Boarding schools are often sought out by parents who want to get away from competitive London schools. Some also offer an academic flexibility not available elsewhere, and for children who "don't fit in", boarding schools can offer more. Former education secretary Ruth Kelly's decision to send her dyslexic and dyspraxic nine-year-old son to board at a small, specialist prep school in Oxfordshire is one such example, albeit an extreme one.
It is interesting to note that in 2005 Kelly said she wanted to increase the number of state boarding schools (according to the Boarding School Association, demand for such places has increased by 50 per cent). It was reported that she believed such schools would be welcomed by parents who travel a lot for work, and who want stability for their children. She was also said to be keen to send children with family difficulties or behavioural problems.
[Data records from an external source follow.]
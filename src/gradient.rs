//! Finite-difference filters: a pseudo normal map and a binary edge map.
//!
//! Both read an untouched input and write into a fresh buffer. Only interior
//! pixels are visited; the 1-pixel border and transparent pixels keep the
//! output's fill.

use crate::buffer::PixelBuffer;
use crate::color::{self, OPAQUE_BLACK, TRANSPARENT_WHITE};
use crate::config::EdgeParams;
use log::debug;
use palette::Srgb;

/// Color distance across `(x, y)` horizontally and vertically, or `None` on the border.
pub fn gradient_pair<B: PixelBuffer>(buffer: &B, x: u32, y: u32) -> Option<(f32, f32)> {
    let color_at = |dx, dy| {
        buffer
            .offset(x, y, dx, dy)
            .map(|(nx, ny)| buffer.get_color(nx, ny))
    };
    let horizontal = color::distance(color_at(-1, 0)?, color_at(1, 0)?);
    let vertical = color::distance(color_at(0, -1)?, color_at(0, 1)?);
    Some((horizontal, vertical))
}

/// Calls `f` with every opaque interior pixel and its gradient.
fn for_each_gradient<B: PixelBuffer, F: FnMut(u32, u32, f32, f32)>(buffer: &B, mut f: F) {
    let width = buffer.width();
    let height = buffer.height();
    if width < 3 || height < 3 {
        return;
    }
    for x in 1..width - 1 {
        for y in 1..height - 1 {
            if buffer.is_transparent(x, y) {
                continue;
            }
            if let Some((horizontal, vertical)) = gradient_pair(buffer, x, y) {
                f(x, y, horizontal, vertical);
            }
        }
    }
}

/// Encodes the gradient as `(h/2 + 0.5, v/2 + 0.5, 1)`: flat areas come out
/// mid blue, edges lean red or green.
pub fn surface_change<B: PixelBuffer>(buffer: &B) -> B {
    let mut output = B::new_blank(buffer.width(), buffer.height(), TRANSPARENT_WHITE);
    for_each_gradient(buffer, |x, y, horizontal, vertical| {
        output.set_color(
            x,
            y,
            Srgb::new(horizontal / 2.0 + 0.5, vertical / 2.0 + 0.5, 1.0),
        );
    });
    debug!("surface_change: {}x{}", buffer.width(), buffer.height());
    output
}

/// White wherever the gradient magnitude exceeds the threshold, black elsewhere.
pub fn edge_map<B: PixelBuffer>(buffer: &B, params: &EdgeParams) -> B {
    let mut output = B::new_blank(buffer.width(), buffer.height(), OPAQUE_BLACK);
    let mut edges = 0usize;
    for_each_gradient(buffer, |x, y, horizontal, vertical| {
        if horizontal.hypot(vertical) > params.threshold {
            output.set_color(x, y, Srgb::new(1.0, 1.0, 1.0));
            edges += 1;
        }
    });
    debug!("edge_map: threshold {}, {} edge pixels", params.threshold, edges);
    output
}

#[cfg(test)]
mod tests {
    use super::*;
    use crate::color::OPAQUE_WHITE;
    use image::RgbaImage;

    fn uniform(width: u32, height: u32, c: Srgb<f32>) -> RgbaImage {
        let mut image = RgbaImage::new_blank(width, height, OPAQUE_BLACK);
        for y in 0..height {
            for x in 0..width {
                image.set_color(x, y, c);
            }
        }
        image
    }

    /// 4x4, left half black, right half white.
    fn split() -> RgbaImage {
        let mut image = RgbaImage::new_blank(4, 4, OPAQUE_BLACK);
        for y in 0..4 {
            for x in 2..4 {
                image.set_packed(x, y, OPAQUE_WHITE);
            }
        }
        image
    }

    #[test]
    fn gradient_of_uniform_is_zero() {
        let image = uniform(5, 5, Srgb::new(0.3, 0.6, 0.1));
        assert_eq!(gradient_pair(&image, 2, 2), Some((0.0, 0.0)));
    }

    #[test]
    fn gradient_across_split() {
        let (horizontal, vertical) = gradient_pair(&split(), 1, 1).unwrap();
        assert!((horizontal - 3f32.sqrt()).abs() < 1e-6);
        assert_eq!(vertical, 0.0);
    }

    #[test]
    fn border_has_no_gradient() {
        let image = split();
        assert_eq!(gradient_pair(&image, 0, 1), None);
        assert_eq!(gradient_pair(&image, 1, 0), None);
        assert_eq!(gradient_pair(&image, 3, 2), None);
        assert_eq!(gradient_pair(&image, 2, 3), None);
    }

    #[test]
    fn edge_map_of_uniform_is_black() {
        let image = uniform(8, 8, Srgb::new(0.5, 0.2, 0.9));
        let edges = edge_map(&image, &EdgeParams { threshold: 0.0 });
        for (_, _, pixel) in edges.enumerate_pixels() {
            assert_eq!(pixel.0, [0, 0, 0, 255]);
        }
    }

    #[test]
    fn edge_map_marks_boundary_columns() {
        let edges = edge_map(&split(), &EdgeParams { threshold: 0.1 });
        for y in 0..4 {
            for x in 0..4 {
                let expected = if (x == 1 || x == 2) && (y == 1 || y == 2) {
                    OPAQUE_WHITE
                } else {
                    OPAQUE_BLACK
                };
                assert_eq!(edges.get_packed(x, y), expected, "pixel ({}, {})", x, y);
            }
        }
    }

    #[test]
    fn edge_map_respects_threshold() {
        let edges = edge_map(&split(), &EdgeParams { threshold: 2.0 });
        assert!(edges.pixels().all(|pixel| pixel.0 == [0, 0, 0, 255]));
    }

    #[test]
    fn surface_change_of_uniform_is_flat_blue() {
        let image = uniform(6, 6, Srgb::new(0.1, 0.8, 0.4));
        let surface = surface_change(&image);
        // 0.5 truncates to 127
        let flat = color::encode(Srgb::new(0.5, 0.5, 1.0));
        assert_eq!(flat, 0x7F7F_FFFF);
        for y in 0..6 {
            for x in 0..6 {
                let interior = x > 0 && y > 0 && x < 5 && y < 5;
                let expected = if interior { flat } else { TRANSPARENT_WHITE };
                assert_eq!(surface.get_packed(x, y), expected);
            }
        }
    }

    #[test]
    fn surface_change_clamps_steep_edges() {
        // sqrt(3)/2 + 0.5 > 1 saturates the red channel
        let surface = surface_change(&split());
        assert_eq!(surface.get_packed(1, 1), 0xFF7F_FFFF);
    }

    #[test]
    fn transparent_pixels_are_skipped() {
        let mut image = split();
        image.set_packed(1, 1, 0x0000_0000);
        let edges = edge_map(&image, &EdgeParams { threshold: 0.1 });
        assert_eq!(edges.get_packed(1, 1), OPAQUE_BLACK);
        assert_eq!(edges.get_packed(1, 2), OPAQUE_WHITE);
        let surface = surface_change(&image);
        assert_eq!(surface.get_packed(1, 1), TRANSPARENT_WHITE);
    }

    #[test]
    fn tiny_buffers_have_no_interior() {
        let image = uniform(2, 2, Srgb::new(1.0, 1.0, 1.0));
        let edges = edge_map(&image, &EdgeParams::default());
        assert_eq!(edges, RgbaImage::new_blank(2, 2, OPAQUE_BLACK));
    }
}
Hilary Moriarty was the headmistress of a day and boarding school in Kent when she sent her eldest son to Worth, a boys' boarding school in Sussex, when he was 14, her younger son when he was ten, and her two daughters to day school. She considers herself part of the new demographic of boarding-school parents.
"I used to get home from work at seven, eat, then do the paperwork. Somewhere along the line I'd ask my son: how's the homework? He'd answer fine, fine. Great, I thought, 'Thank God for that'. My husband and I couldn't be at home between three and seven. My son didn't want a nanny. 'I'm 14, Mum,' is how he put it. So he was at home, playing computer games, doing his homework or watching TV. When I looked at the impoverished life I was offering him..."
So, at the age "when mates almost matter more to them than you do", she and her husband decided to send him away. It was clearly a hard choice, but it was either that, she says, or her giving up her job and "becoming dependent on my husband to feed me".
When he left, her son said boarding "was the luckiest thing that ever happened to me". Did he miss his mother? "To begin with, but at 14 he was able to rationalise it: "I'm not here because they don't love me, because they do. It's not a rejection, it's a privilege.'" And indeed it invariably is. Everything's on offer at boarding schools now from tree-climbing to stabling your own pony, golf to sailing to film-making. The facilities can be staggering.
But what of a child's emotional life? Older children typically start to board between the ages of 11 and 13, a key developmental stage, says educational psychologist Dr Jeremy Swinson, where they are "beginning to develop their own unique character". They may not be very good company in the process; many parents feel their rebellious teenager is deliberately testing the limits of their love. Not so, says Swinson, principal psychologist of the Witherslack Group, which runs a series of specialist independent day and boarding schools in the North West of England. "They are redefining themselves as an individual; what they need to know is that their parents love them unconditionally." So what if they are away at school?
"Then that's difficult. The parents are giving one message, a message that we love you a lot but we are sending you away. It's a mixed message." The parents, says Swinson, "are missing out on an important stage of their child's development and on the beginnings of what I would call the adult relationship: that point at which you begin to know your children as adults.
Parents say, 'He came back in the Easter holidays and he was a different boy.' And they are. It changes the relationship you eventually have adult to adult, father to daughter, mother to son. As for the kids, they miss out, but they survive, don't they? Though they may be slightly different people as a result."
Parents choose boarding for myriad reasons, from family tradition to bereavement and divorce. If home is a battlefield or an intellectual desert, for that matter boarding can be a refuge. For the overseas parents at Moira House, head teacher Lesley Watson says that "when it comes to the crunch, an English education is best".
Watson markets Moira House "all over the world, from Vietnam to Dubai". Some of the parents haven't visited the school before sending their children, so meeting Watson, an immaculately groomed, personable mother of two, is reassuring for them, she says.